Tribunal judiciaire de commerce de Salon-de-Provence, le 11 décembre 2025, n°2025F00887

Le tribunal judiciaire, statuant le 11 décembre 2025, a examiné une procédure de liquidation judiciaire simplifiée. Constatant que les opérations de liquidation n’étaient pas terminées après six mois, il a été saisi d’une demande du liquidateur. La question était de savoir comment prolonger légalement cette procédure dérogatoire. Le tribunal a décidé de mettre fin au régime simplifié et de reporter l’examen de la clôture.

Le régime dérogatoire et sa cessation

La fin anticipée de la simplification
Le tribunal met un terme à l’application des règles de la liquidation judiciaire simplifiée. Cette décision s’appuie sur le rapport du liquidateur indiquant que les opérations sont toujours en cours. Elle intervient en application de l’article L.644-6 du code de commerce. Cet article permet au juge de revenir au droit commun de la liquidation à tout moment. La portée est de restaurer le cadre procédural ordinaire pour finaliser les actifs complexes. La valeur réside dans l’adaptation du cadre légal aux difficultés pratiques rencontrées.

Le fondement légal de la sortie du régime
La décision se fonde expressément sur l’article L.644-6 du code de commerce. Le tribunal utilise son pouvoir de « mettre fin à l’application des règles de la liquidation judiciaire simplifiée ». Cette mesure est prise par un jugement spécialement motivé comme l’exige la loi.

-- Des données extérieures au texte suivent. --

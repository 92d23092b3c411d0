//! HTTP API for Pixel Perfect

mod handlers;
mod types;

pub use handlers::create_router;
#[allow(unused_imports)] // Public API re-exports
pub use types::*;

use crate::history::HistoryStore;
use std::sync::Arc;

/// Application state shared across handlers
#[derive(Clone)]
pub struct AppState {
    pub history: Arc<dyn HistoryStore>,
}

impl AppState {
    pub fn new(history: Arc<dyn HistoryStore>) -> Self {
        Self { history }
    }
}
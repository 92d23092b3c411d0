//! Runtime configuration from environment variables

use std::path::PathBuf;

pub const DEFAULT_PORT: u16 = 8000;
pub const DEFAULT_LOG_FILTER: &str = "pixel_perfect=info,tower_http=debug";

/// Server configuration
#[derive(Debug, Clone, PartialEq, Eq)]
pub struct Config {
    /// SQLite file holding the query history
    pub db_path: PathBuf,
    pub port: u16,
}

impl Config {
    pub fn from_env() -> Self {
        Self::from_lookup(|key| std::env::var(key).ok())
    }

    fn from_lookup(lookup: impl Fn(&str) -> Option<String>) -> Self {
        let db_path = lookup("PIXEL_DB_PATH").map_or_else(
            || {
                let home = lookup("HOME").unwrap_or_else(|| "/tmp".to_string());
                PathBuf::from(home).join(".pixel-perfect").join("pixel.db")
            },
            PathBuf::from,
        );

        let port = lookup("PIXEL_PORT")
            .and_then(|p| p.parse().ok())
            .unwrap_or(DEFAULT_PORT);

        Self { db_path, port }
    }
}
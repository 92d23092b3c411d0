//! Database module for Pixel Perfect
//!
//! Provides the append-only query history log.

mod schema;

pub use schema::*;

use chrono::{DateTime, Utc};
use rusqlite::{params, Connection, Row};
use std::path::Path;
use std::sync::{Arc, Mutex, MutexGuard};
use thiserror::Error;

#[derive(Error, Debug)]
pub enum DbError {
    #[error("Database error: {0}")]
    Sqlite(#[from] rusqlite::Error),
    #[error("History entry not found: {0}")]
    EntryNotFound(i64),
    #[error("Database connection lock poisoned")]
    Poisoned,
}

pub type DbResult<T> = Result<T, DbError>;

/// Thread-safe database handle
#[derive(Clone)]
pub struct Database {
    conn: Arc<Mutex<Connection>>,
}

impl Database {
    /// Open or create database at the given path
    pub fn open<P: AsRef<Path>>(path: P) -> DbResult<Self> {
        let conn = Connection::open(path)?;
        let db = Self {
            conn: Arc::new(Mutex::new(conn)),
        };
        db.run_migrations()?;
        Ok(db)
    }

    /// Open an in-memory database (for testing)
    #[allow(dead_code)] // Used in tests
    pub fn open_in_memory() -> DbResult<Self> {
        let conn = Connection::open_in_memory()?;
        let db = Self {
            conn: Arc::new(Mutex::new(conn)),
        };
        db.run_migrations()?;
        Ok(db)
    }

    fn conn(&self) -> DbResult<MutexGuard<'_, Connection>> {
        self.conn.lock().map_err(|_| DbError::Poisoned)
    }

    fn run_migrations(&self) -> DbResult<()> {
        self.conn()?.execute_batch(SCHEMA)?;
        Ok(())
    }

    /// Append a question/response pair stamped with the current time
    pub fn insert_query(&self, question: &str, response: &str) -> DbResult<QueryHistory> {
        let conn = self.conn()?;
        let now = Utc::now();

        conn.execute(
            "INSERT INTO query_history (question, response, created_at) VALUES (?1, ?2, ?3)",
            params![question, response, now.to_rfc3339()],
        )?;

        Ok(QueryHistory {
            id: conn.last_insert_rowid(),
            question: question.to_string(),
            response: response.to_string(),
            created_at: now,
        })
    }

    /// Get a history entry by ID
    #[allow(dead_code)] // Used in tests
    pub fn get_query(&self, id: i64) -> DbResult<QueryHistory> {
        let conn = self.conn()?;
        let mut stmt = conn.prepare(
            "SELECT id, question, response, created_at FROM query_history WHERE id = ?1",
        )?;

        stmt.query_row(params![id], row_to_entry)
            .map_err(|e| match e {
                rusqlite::Error::QueryReturnedNoRows => DbError::EntryNotFound(id),
                other => DbError::Sqlite(other),
            })
    }

    /// Most recent entries, newest first
    pub fn list_recent(&self, limit: u32) -> DbResult<Vec<QueryHistory>> {
        let conn = self.conn()?;
        let mut stmt = conn.prepare(
            "SELECT id, question, response, created_at FROM query_history
             ORDER BY id DESC
             LIMIT ?1",
        )?;

        let rows = stmt.query_map(params![limit], row_to_entry)?;
        rows.collect::<Result<Vec<_>, _>>().map_err(DbError::from)
    }

    /// Total number of logged entries
    pub fn count(&self) -> DbResult<i64> {
        let conn = self.conn()?;
        let count = conn.query_row("SELECT COUNT(*) FROM query_history", [], |row| row.get(0))?;
        Ok(count)
    }
}

fn row_to_entry(row: &Row<'_>) -> rusqlite::Result<QueryHistory> {
    Ok(QueryHistory {
        id: row.get(0)?,
        question: row.get(1)?,
        response: row.get(2)?,
        created_at: parse_datetime(&row.get::<_, String>(3)?),
    })
}

fn parse_datetime(s: &str) -> DateTime<Utc> {
    DateTime::parse_from_rfc3339(s).map_or_else(|_| Utc::now(), |dt| dt.with_timezone(&Utc))
}

#[cfg(test)]
mod tests {
    use super::*;

    #[test]
    fn test_insert_and_get_query() {
        let db = Database::open_in_memory().unwrap();

        let entry = db.insert_query("hi there", "Hello!").unwrap();
        assert_eq!(entry.question, "hi there");
        assert_eq!(entry.response, "Hello!");

        let fetched = db.get_query(entry.id).unwrap();
        assert_eq!(fetched.id, entry.id);
        assert_eq!(fetched.question, "hi there");
        assert_eq!(fetched.created_at.timestamp(), entry.created_at.timestamp());
    }

    #[test]
    fn test_get_missing_entry() {
        let db = Database::open_in_memory().unwrap();
        assert!(matches!(db.get_query(42), Err(DbError::EntryNotFound(42))));
    }

    #[test]
    fn test_list_recent_is_newest_first() {
        let db = Database::open_in_memory().unwrap();
        db.insert_query("first", "a").unwrap();
        db.insert_query("second", "b").unwrap();
        db.insert_query("third", "c").unwrap();

        let recent = db.list_recent(2).unwrap();
        assert_eq!(recent.len(), 2);
        assert_eq!(recent[0].question, "third");
        assert_eq!(recent[1].question, "second");
        assert_eq!(db.count().unwrap(), 3);
    }

    #[test]
    fn test_accepts_empty_and_long_text() {
        let db = Database::open_in_memory().unwrap();
        let long = "area ".repeat(10_000);

        db.insert_query("", "generic").unwrap();
        let entry = db.insert_query(&long, "generic").unwrap();

        assert_eq!(db.get_query(entry.id).unwrap().question, long);
        assert_eq!(db.count().unwrap(), 2);
    }

    #[test]
    fn test_reopen_preserves_entries() {
        let dir = tempfile::tempdir().unwrap();
        let path = dir.path().join("pixel.db");

        {
            let db = Database::open(&path).unwrap();
            db.insert_query("price?", "To estimate price...").unwrap();
        }

        let db = Database::open(&path).unwrap();
        assert_eq!(db.count().unwrap(), 1);
        assert_eq!(db.list_recent(10).unwrap()[0].question, "price?");
    }
}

La Cour d’appel de Saint-Denis de la Réunion rappelle que « L’article L.644-6 du code de commerce prévoit qu’à tout moment, le tribunal peut décider, par un jugement spécialement motivé de ne plus faire application des dérogations » (Cour d’appel de Saint-Denis de la Réunion, le 30 avril 2025, n°24/00700). La motivation par l’état d’avancement des opérations est donc essentielle.

Le report de l’examen de la clôture

Le report motivé par l’état de la liquidation
Le tribunal reporte l’examen de la clôture de la procédure à une date ultérieure. Cette décision est directement liée à la complexité des opérations de liquidation encore en cours. Elle permet d’éviter une clôture prématurée qui serait contraire à l’intérêt des créanciers. Le sens est de donner au liquidateur le temps nécessaire pour mener à bien sa mission. La valeur est de garantir l’efficacité et la complétude de la liquidation des biens de la société.

Le cadre légal de la prorogation
Le report s’appuie sur les dispositions de l’article L.643-9 du code de commerce. Le tribunal fixe un nouveau délai pour examiner la clôture de la procédure. Il applique le principe selon lequel « si la clôture ne peut être prononcée au terme de ce délai, le tribunal peut proroger le terme par une décision motivée » (Attendu que l’article L. 643-9 alinéa 1 in fine du code de commerce). Cette solution est conforme à la jurisprudence, une cour d’appel ayant déjà jugé que « si la clôture ne peut être prononcée au terme de ce délai, le tribunal peut proroger le terme par une décision motivée » (Cour d’appel de Grenoble, le 6 février 2025, n°24/02811). La portée est d’offrir une flexibilité contrôlée par le juge.

Source : Cour de cassation – Base Open Data « Judilibre » & « Légifrance ».